------ GIVEN ENTRIES ------

// https://docs.oracle.com/javase/specs/jvms/se19/html/jvms-4.html#jvms-4.3

mod decoder;
mod error;
mod types;

pub use decoder::{decode_descriptor_type, decode_signature, decode_signature_component};
pub use error::DescriptorError;
pub use types::{BaseType, FieldType, MethodSignature, TypeTag};

pub type Result<T, E = DescriptorError> = std::result::Result<T, E>;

------

The data above should be copied exactly, with no line omitted.

ANSWER SECTION →
// https://docs.oracle.com/javase/specs/jvms/se19/html/jvms-4.html#jvms-4.3

mod decoder;
mod error;
mod types;

pub use decoder::{decode_descriptor_type, decode_signature, decode_signature_component};
pub use error::DescriptorError;
pub use types::{BaseType, FieldType, MethodSignature, TypeTag};

pub type Result<T, E = DescriptorError> = std::result::Result<T, E>;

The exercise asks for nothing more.